» How to complete this task:
Write out all the data again, exactly as it stands.

» Provided data:

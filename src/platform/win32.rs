use glam::Vec2;
use windows::Win32::Foundation::POINT;
use windows::Win32::UI::WindowsAndMessaging::GetCursorPos;

/// Current global cursor position, flipped so that y grows upward.
///
/// `None` if the call fails (secure desktop, session switch).
pub fn get_mouse_pos() -> Option<Vec2> {
    let mut point = POINT::default();
    unsafe { GetCursorPos(&mut point) }.ok()?;
    // Screen y grows downward; moving toward the top should read as "up".
    Some(Vec2::new(point.x as f32, -(point.y as f32)))
}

» The answer:
filename src/platform/win32.rs
use glam::Vec2;
use windows::Win32::Foundation::POINT;
use windows::Win32::UI::WindowsAndMessaging::GetCursorPos;

/// Current global cursor position, flipped so that y grows upward.
///
/// `None` if the call fails (secure desktop, session switch).
pub fn get_mouse_pos() -> Option<Vec2> {
    let mut point = POINT::default();
    unsafe { GetCursorPos(&mut point) }.ok()?;
    // Screen y grows downward; moving toward the top should read as "up".
    Some(Vec2::new(point.x as f32, -(point.y as f32)))
}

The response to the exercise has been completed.